O Livro Vermelho, uma coletânea de excertos de discursos e textos publicados por Mao Tsé Tung, entre 1930 e 1966, coligidos por Lin Piao, então ministro da Defesa da China, é um guia de moral e conduta revolucionárias, uma obra típica da cultura oriental e que foi, com muita razão, leitura básica da Revolução Cultural. Defende os valores da humildade, da modéstia, da simplicidade, da discrição, do recato, do altruísmo, os quais considera fundamentais à educação revolucionária chinesa, e condena a arrogância, a prepotência, o egoísmo, etc, contra-valores que pertencem ao capitalismo e à educação ocidental. Permanece atual, pois, sendo obra de gênio, é imortal. Hugo Chávez, na Venezuela, se vale amiúde das lições que nele são inscritas. Adquiri meu exemplar na década de 70, e não mais me separei dele. É de ótima leitura.

A meu ver, ainda que sem tal intenção, nem pretensão, as palavras de Mao de certa forma atualizam as de Confúcio. Uma frase solta no meio do livro sintetiza bem a obra: “o que precisamos é de um estado de espírito entusiasta mas calmo, e de uma atividade intensa mas bem ordenada”. Num outro trecho, escrito em 1956, Mao faz avaliações muito sinceras e autocríticas sobre o passado da luta revolucionária em seu país para, em seguida, ousar, sem que nisto vá qualquer laivo de otimismo banal, uma previsão certeira sobre o futuro que hoje a China vive com alegria: “no ano de 2001, que marcará a entrada do século XXI, a China terá se tornado um poderoso país socialista industrializado.”

Quanto à Revolução Cultural, para resumir, se ela não fosse feita a China talvez tivera o mesmo destino da União Soviética. Não há revolução vitoriosa sem a sua revolução cultural. Mao compreendeu isto com clareza e não teve dúvidas em agir. Demonizam-na porque Mao tirou os burocratas das mesinhas de repartição e os artistas e intelectuais das torres de marfim para enviá-los ao campo e ajudar os camponeses nos plantios e colheitas e os operários nas obras de infra-estrutura. O ocidente queria liquidar a revolução pela fome e bloqueava à China o acesso à importação de comida. A China teria de alcançar rapidamente a autosuficiência (como a alcançou, e ainda a mantêm) ou submergiria no caos. Não podia se dar ao luxo de dispensar um só par de braços que tivesse saúde suficiente para o trabalho. Além disso, outros valores revolucionários estavam em jogo, desde a perniciosa burocracia estatal até a tendência ao aburguesamento do fazer artístico.

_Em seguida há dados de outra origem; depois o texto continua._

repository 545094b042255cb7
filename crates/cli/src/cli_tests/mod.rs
// SPDX-License-Identifier: MIT
// Copyright (c) 2026 Alfred Jean LLC

// This module contains split test files for CLI parsing tests.
// Each file focuses on a specific category of tests.

use super::*;
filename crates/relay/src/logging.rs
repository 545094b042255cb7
// SPDX-License-Identifier: MIT
// Copyright (c) 2026 Alfred Jean LLC

//! Tracing subscriber setup for the hub.

use tracing_subscriber::EnvFilter;

/// Filter directive: `RUST_LOG` when set, otherwise debug or info.
pub fn filter_directive(verbose: bool, rust_log: Option<String>) -> String {
    match rust_log.filter(|v| !v.trim().is_empty()) {
        Some(directive) => directive,
        None if verbose => "debug".to_string(),
        None => "info".to_string(),
    }
}

/// Install the global subscriber, writing to stdout.
pub fn init(verbose: bool) -> Result<(), Box<dyn std::error::Error + Send + Sync>> {
    let directive = filter_directive(verbose, std::env::var("RUST_LOG").ok());
    let filter = EnvFilter::try_new(&directive).unwrap_or_else(|_| EnvFilter::new("info"));
    tracing_subscriber::fmt().with_env_filter(filter).try_init()?;
    Ok(())
}

#[cfg(test)]
#[path = "logging_tests.rs"]
mod tests;
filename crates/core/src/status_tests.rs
// SPDX-License-Identifier: MIT
// Copyright (c) 2026 Alfred Jean LLC

#![allow(clippy::unwrap_used)]

use super::*;
use yare::parameterized;

use ConnectionStatus::*;

#[parameterized(
    first_connect = { Disconnected, Connecting },
    established = { Connecting, Connected },
    dropped = { Connected, Reconnecting },
    recovered = { Reconnecting, Connected },
    connect_failed = { Connecting, Disconnected },
    fatal_close = { Connected, Disconnected },
    gave_up = { Reconnecting, Disconnected },
    unchanged = { Connected, Connected },
)]
fn allowed_transition(from: ConnectionStatus, to: ConnectionStatus) {
    assert!(from.can_transition_to(to), "{from} -> {to} should be allowed");
}

#[parameterized(
    skip_connecting = { Disconnected, Connected },
    skip_to_reconnecting = { Disconnected, Reconnecting },
    connecting_to_reconnecting = { Connecting, Reconnecting },
    reconnecting_to_connecting = { Reconnecting, Connecting },
    connected_to_connecting = { Connected, Connecting },
)]
fn rejected_transition(from: ConnectionStatus, to: ConnectionStatus) {
    assert!(!from.can_transition_to(to), "{from} -> {to} should be rejected");
}

#[test]
fn valid_targets_agree_with_transitions() {
    for from in [Disconnected, Connecting, Connected, Reconnecting] {
        for to in from.valid_targets() {
            assert!(from.can_transition_to(*to));
        }
    }
}

#[parameterized(
    disconnected = { "disconnected", Disconnected },
    connecting = { "connecting", Connecting },
    connected = { "CONNECTED", Connected },
    reconnecting = { "reconnecting", Reconnecting },
)]
fn connection_status_from_str(input: &str, expected: ConnectionStatus) {
    assert_eq!(input.parse::<ConnectionStatus>().unwrap(), expected);
}

#[test]
fn connection_status_from_str_invalid() {
    let err = "open".parse::<ConnectionStatus>().unwrap_err();
    assert!(matches!(err, Error::InvalidConnectionStatus(_)));
}

#[parameterized(
    synced = { "synced", SyncStatus::Synced },
    syncing = { "syncing", SyncStatus::Syncing },
    pending = { "Pending", SyncStatus::Pending },
    error = { "error", SyncStatus::Error },
)]
fn sync_status_from_str(input: &str, expected: SyncStatus) {
    assert_eq!(input.parse::<SyncStatus>().unwrap(), expected);
    assert_eq!(expected.to_string(), input.to_lowercase());
}

#[test]
fn defaults() {
    assert_eq!(ConnectionStatus::default(), Disconnected);
    assert_eq!(SyncStatus::default(), SyncStatus::Synced);
}

#[test]
fn serde_uses_snake_case() {
    let json = serde_json::to_string(&Reconnecting).unwrap();
    assert_eq!(json, "\"reconnecting\"");
    let status: SyncStatus = serde_json::from_str("\"syncing\"").unwrap();
    assert_eq!(status, SyncStatus::Syncing);
}
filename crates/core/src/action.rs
// SPDX-License-Identifier: MIT
// Copyright (c) 2026 Alfred Jean LLC

//! Queued actions and the production-card action payloads.
//!
//! A [`QueuedAction`] is a user mutation that has been durably recorded but
//! not yet confirmed by the server. The queue itself treats the payload as
//! opaque; only the executor registered for an action's `kind` interprets it.

use chrono::{DateTime, Utc};
use serde::{Deserialize, Serialize};

/// Action type tags for the production-card domain.
///
/// The set is open: any string may be queued, and unknown tags are
/// evicted at replay time.
pub mod kinds {
    pub const START_STEP: &str = "START_STEP";
    pub const PAUSE_STEP: &str = "PAUSE_STEP";
    pub const COMPLETE_STEP: &str = "COMPLETE_STEP";
    pub const REPORT_PROBLEM: &str = "REPORT_PROBLEM";

    /// All tags understood by the bundled executors.
    pub const ALL: [&str; 4] = [START_STEP, PAUSE_STEP, COMPLETE_STEP, REPORT_PROBLEM];
}

/// A durably queued mutation awaiting remote execution.
#[derive(Debug, Clone, PartialEq, Serialize, Deserialize)]
pub struct QueuedAction<P = serde_json::Value> {
    /// Store-assigned identifier, monotonic and never reused.
    pub id: i64,
    /// Action type tag used to resolve the executor.
    pub kind: String,
    pub payload: P,
    pub created_at: DateTime<Utc>,
    /// Failed execution attempts so far.
    pub retry_count: u32,
    pub last_error: Option<String>,
    pub tenant_id: String,
    pub user_id: String,
}

impl<P> QueuedAction<P> {
    /// Converts the payload, keeping every other field.
    pub fn map_payload<Q, E>(self, f: impl FnOnce(P) -> Result<Q, E>) -> Result<QueuedAction<Q>, E> {
        Ok(QueuedAction {
            id: self.id,
            kind: self.kind,
            payload: f(self.payload)?,
            created_at: self.created_at,
            retry_count: self.retry_count,
            last_error: self.last_error,
            tenant_id: self.tenant_id,
            user_id: self.user_id,
        })
    }
}

/// Reference to one step of a production card.
#[derive(Debug, Clone, PartialEq, Eq, Serialize, Deserialize)]
pub struct StepRef {
    pub card_id: String,
    pub step_id: String,
}

/// A user mutation on a production card.
///
/// Serialized with an `action` tag so a stored payload is self-describing.
#[derive(Debug, Clone, PartialEq, Serialize, Deserialize)]
#[serde(tag = "action", rename_all = "SCREAMING_SNAKE_CASE")]
pub enum CardAction {
    /// Begin work on a step.
    StartStep {
        #[serde(flatten)]
        step: StepRef,
    },
    /// Pause work on a step.
    PauseStep {
        #[serde(flatten)]
        step: StepRef,
        #[serde(default, skip_serializing_if = "Option::is_none")]
        reason: Option<String>,
    },
    /// Finish a step, optionally recording the produced quantity.
    CompleteStep {
        #[serde(flatten)]
        step: StepRef,
        #[serde(default, skip_serializing_if = "Option::is_none")]
        quantity: Option<u32>,
    },
    /// Flag a problem on a card.
    ReportProblem {
        card_id: String,
        #[serde(default, skip_serializing_if = "Option::is_none")]
        step_id: Option<String>,
        description: String,
    },
}

impl CardAction {
    /// Creates a START_STEP action.
    pub fn start(card_id: impl Into<String>, step_id: impl Into<String>) -> Self {
        CardAction::StartStep {
            step: StepRef {
                card_id: card_id.into(),
                step_id: step_id.into(),
            },
        }
    }

    /// Creates a PAUSE_STEP action.
    pub fn pause(
        card_id: impl Into<String>,
        step_id: impl Into<String>,
        reason: Option<String>,
    ) -> Self {
        CardAction::PauseStep {
            step: StepRef {
                card_id: card_id.into(),
                step_id: step_id.into(),
            },
            reason,
        }
    }

    /// Creates a COMPLETE_STEP action.
    pub fn complete(
        card_id: impl Into<String>,
        step_id: impl Into<String>,
        quantity: Option<u32>,
    ) -> Self {
        CardAction::CompleteStep {
            step: StepRef {
                card_id: card_id.into(),
                step_id: step_id.into(),
            },
            quantity,
        }
    }

    /// Creates a REPORT_PROBLEM action.
    pub fn report_problem(
        card_id: impl Into<String>,
        step_id: Option<String>,
        description: impl Into<String>,
    ) -> Self {
        CardAction::ReportProblem {
            card_id: card_id.into(),
            step_id,
            description: description.into(),
        }
    }

    /// Returns the action type tag this payload is queued under.
    pub fn kind(&self) -> &'static str {
        match self {
            CardAction::StartStep { .. } => kinds::START_STEP,
            CardAction::PauseStep { .. } => kinds::PAUSE_STEP,
            CardAction::CompleteStep { .. } => kinds::COMPLETE_STEP,
            CardAction::ReportProblem { .. } => kinds::REPORT_PROBLEM,
        }
    }

    /// Returns the card this action targets.
    pub fn card_id(&self) -> &str {
        match self {
            CardAction::StartStep { step }
            | CardAction::PauseStep { step, .. }
            | CardAction::CompleteStep { step, .. } => &step.card_id,
            CardAction::ReportProblem { card_id, .. } => card_id,
        }
    }
}

#[cfg(test)]
#[path = "action_tests.rs"]
mod tests;
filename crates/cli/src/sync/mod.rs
// SPDX-License-Identifier: MIT
// Copyright (c) 2026 Alfred Jean LLC

//! Offline-first sync core.
//!
//! Queues user actions durably while offline, replays them in order once
//! the network is back, and keeps a push channel open for server events.
//!
//! # Architecture
//!
//! ```text
//!   submit ──►┌─────────────┐     ┌─────────────┐     ┌─────────────┐
//!             │  SyncQueue  │────►│  Registry   │────►│  REST API   │
//!             │  (engine)   │     │ (executors) │     │             │
//!             └─────────────┘     └─────────────┘     └─────────────┘
//!               │        │
//!               ▼        ▼
//!     ┌─────────────┐  ┌──────────────────┐  ┌─────────────┐
//!     │    Store    │  │ ConnectionState  │◄─│  Realtime   │◄── push hub
//!     │  (SQLite)   │  │  (observable)    │  │  Channel    │
//!     └─────────────┘  └──────────────────┘  └─────────────┘
//!                                                  │
//!                             QueryCache ◄─────────┘ (and engine)
//! ```
//!
//! # Features
//!
//! - Execute-or-queue submission that never drops an action
//! - Strictly ordered replay with bounded retries and eviction
//! - Auto sync on reconnect, plus a periodic re-check
//! - Push channel with scheduled reconnect and group re-join
//! - Injectable transport, executors and cache for testing

mod cache;
mod channel;
mod engine;
mod registry;
mod state;
mod transport;

pub use cache::{QueryCache, TracingCache};
pub use channel::{ChannelConfig, ChannelError, HandlerId, RealtimeChannel, RECONNECT_DELAYS_MS};
pub use engine::{ProcessReport, Session, Submission, SyncError, SyncQueue, MAX_RETRIES};
pub use registry::{ExecError, ExecResult, Executor, Registry};
pub use state::{ConnectionState, Snapshot, StateChange};
pub use transport::{
    BoxFuture, Connector, Transport, TransportError, TransportResult, WebSocketConnector,
    WebSocketTransport,
};

#[cfg(test)]
mod test_helpers;

#[cfg(test)]
mod channel_tests;
// SPDX-License-Identifier: MIT
// Copyright (c) 2026 Alfred Jean LLC

//! Server-pushed domain events and the cached collections they affect.

use serde::{Deserialize, Serialize};
use std::fmt;

/// A cached collection on the client that may need refetching.
#[derive(Debug, Clone, Copy, PartialEq, Eq, Hash, Serialize, Deserialize)]
#[serde(rename_all = "snake_case")]
pub enum CacheKey {
    Cards,
    Orders,
    Steps,
    Departments,
}

impl CacheKey {
    pub fn as_str(&self) -> &'static str {
        match self {
            CacheKey::Cards => "cards",
            CacheKey::Orders => "orders",
            CacheKey::Steps => "steps",
            CacheKey::Departments => "departments",
        }
    }
}

impl fmt::Display for CacheKey {
    fn fmt(&self, f: &mut fmt::Formatter<'_>) -> fmt::Result {
        write!(f, "{}", self.as_str())
    }
}

/// Domain events the real-time channel knows how to react to.
#[derive(Debug, Clone, Copy, PartialEq, Eq)]
pub enum PushEvent {
    CardCreated,
    CardStarted,
    CardPaused,
    CardCompleted,
    OrderCreated,
    OrderCompleted,
}

impl PushEvent {
    /// Every known event.
    pub const ALL: [PushEvent; 6] = [
        PushEvent::CardCreated,
        PushEvent::CardStarted,
        PushEvent::CardPaused,
        PushEvent::CardCompleted,
        PushEvent::OrderCreated,
        PushEvent::OrderCompleted,
    ];

    /// Returns the wire name of the event.
    pub fn name(&self) -> &'static str {
        match self {
            PushEvent::CardCreated => "CardCreated",
            PushEvent::CardStarted => "CardStarted",
            PushEvent::CardPaused => "CardPaused",
            PushEvent::CardCompleted => "CardCompleted",
            PushEvent::OrderCreated => "OrderCreated",
            PushEvent::OrderCompleted => "OrderCompleted",
        }
    }

    /// Looks up a known event by wire name.
    pub fn from_name(name: &str) -> Option<Self> {
        Self::ALL.into_iter().find(|e| e.name() == name)
    }

    /// Returns the cached collections made stale by this event.
    pub fn invalidates(&self) -> &'static [CacheKey] {
        match self {
            PushEvent::CardCreated | PushEvent::CardStarted | PushEvent::CardPaused => {
                &[CacheKey::Cards]
            }
            // Completing a card moves its order's progress.
            PushEvent::CardCompleted => &[CacheKey::Cards, CacheKey::Orders],
            PushEvent::OrderCreated | PushEvent::OrderCompleted => {
                &[CacheKey::Orders, CacheKey::Cards]
            }
        }
    }
}

impl fmt::Display for PushEvent {
    fn fmt(&self, f: &mut fmt::Formatter<'_>) -> fmt::Result {
        write!(f, "{}", self.name())
    }
}

#[cfg(test)]
#[path = "event_tests.rs"]
mod tests;
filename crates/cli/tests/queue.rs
// SPDX-License-Identifier: MIT
// Copyright (c) 2026 Alfred Jean LLC

#![allow(clippy::unwrap_used)]
#![allow(clippy::expect_used)]

mod common;
use common::*;

#[test]
fn list_shows_actions_in_replay_order() {
    let state = offline_state();
    queue_start(&state, "C-100", "S-1");
    queue_start(&state, "C-200", "S-2");

    let output = floorsync(&state).args(["queue", "list"]).output().unwrap();
    let stdout = String::from_utf8_lossy(&output.stdout);

    let first = stdout.find("#1 START_STEP").unwrap();
    let second = stdout.find("#2 START_STEP").unwrap();
    assert!(first < second);
    assert!(stdout.contains("[plant-a/op-7]"));
}

#[test]
fn list_json_carries_payloads() {
    let state = offline_state();
    floorsync(&state)
        .args(["submit", "pause", "-c", "C-100", "-s", "S-1", "-r", "no material"])
        .assert()
        .success();

    let output = floorsync(&state)
        .args(["queue", "list", "--output", "json"])
        .output()
        .unwrap();
    let actions: serde_json::Value = serde_json::from_slice(&output.stdout).unwrap();

    assert_eq!(actions[0]["kind"], "PAUSE_STEP");
    assert_eq!(actions[0]["payload"]["card_id"], "C-100");
    assert_eq!(actions[0]["payload"]["reason"], "no material");
    assert_eq!(actions[0]["retry_count"], 0);
}

#[test]
fn clear_requires_confirmation() {
    let state = offline_state();
    queue_start(&state, "C-100", "S-1");

    floorsync(&state)
        .args(["queue", "clear"])
        .assert()
        .success()
        .stdout(predicate::str::contains("Re-run with --yes"));

    floorsync(&state)
        .args(["queue", "list"])
        .assert()
        .success()
        .stdout(predicate::str::contains("#1 START_STEP"));
}

#[test]
fn clear_with_yes_empties_the_queue() {
    let state = offline_state();
    queue_start(&state, "C-100", "S-1");
    queue_start(&state, "C-100", "S-2");

    floorsync(&state)
        .args(["queue", "clear", "--yes"])
        .assert()
        .success()
        .stdout(predicate::str::contains("Cleared 2 queued action(s)."));

    floorsync(&state)
        .args(["queue", "list"])
        .assert()
        .success()
        .stdout(predicate::str::contains("Queue is empty."));
}

#[test]
fn cache_clear_leaves_the_queue_alone() {
    let state = offline_state();
    queue_start(&state, "C-100", "S-1");

    floorsync(&state)
        .args(["cache", "clear", "plant-a"])
        .assert()
        .success()
        .stdout(predicate::str::contains(
            "Removed 0 cached record(s) for tenant plant-a.",
        ));

    floorsync(&state)
        .args(["queue", "list"])
        .assert()
        .success()
        .stdout(predicate::str::contains("#1 START_STEP"));
}

#[test]
fn cache_clear_rejects_blank_tenant() {
    let state = offline_state();

    floorsync(&state)
        .args(["cache", "clear", " "])
        .assert()
        .failure();
}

Não poderíamos fazer o mesmo individualmente; incorreríamos no mais puro idealismo. Mas, quem de nós se queixaria por ter de participar, mesmo por obrigação - e no caso uma obrigação nobre, emergencial e patriótica -, de um projeto de governo como aquele, que nos levasse ao contato com camponeses e operários e ao trabalho direto com a terra e com o povo, nos plantios e colheitas e nas obras públicas? Só teríamos muito a ganhar, como muito ganharam os intelectuais e artistas chineses que participaram daquele grande projeto nacional e hoje criam, produzem e realizam um espetáculo como o que vimos. Nenhum país ocidental tem condições de fazê-lo tal como eles fizeram, no mesmo nível de qualidade, técnica e artística, e com a mesma e incrível noção de proporção e liberdade, disto dou certeza; a poesia não se submete ao interesse comercial e capitalista. É que a Revolução Cultural deu-lhes condições reais, práticas e objetivas de apreender o significado mais profundo do ideograma que foi um dos astros do espetáculo, nas três versões históricas em que se exibiu no decorrer da portentosa sequência dos tipos móveis:

• • • • • • • • • • • • • • • • • r• • • • •••••••HARMONIA = PAZ = LIBERDADE.

No oriente, desde os tempos mais remotos, estas três palavras (significantes) estão numa só idéia (ideograma). Tal como na nossa ancestral e igualmente antiquíssima cultura indoamericana. É preciso ser tolo para crer que isto é só uma coincidência.


Abraços

Mario Drumond


Revisão: Frederico de Oliveira (para quem curte textos bons e bem escritos, recomendo o blog de Frederico – O Apito - no endereço http://www.thetweet.blogspot.com/)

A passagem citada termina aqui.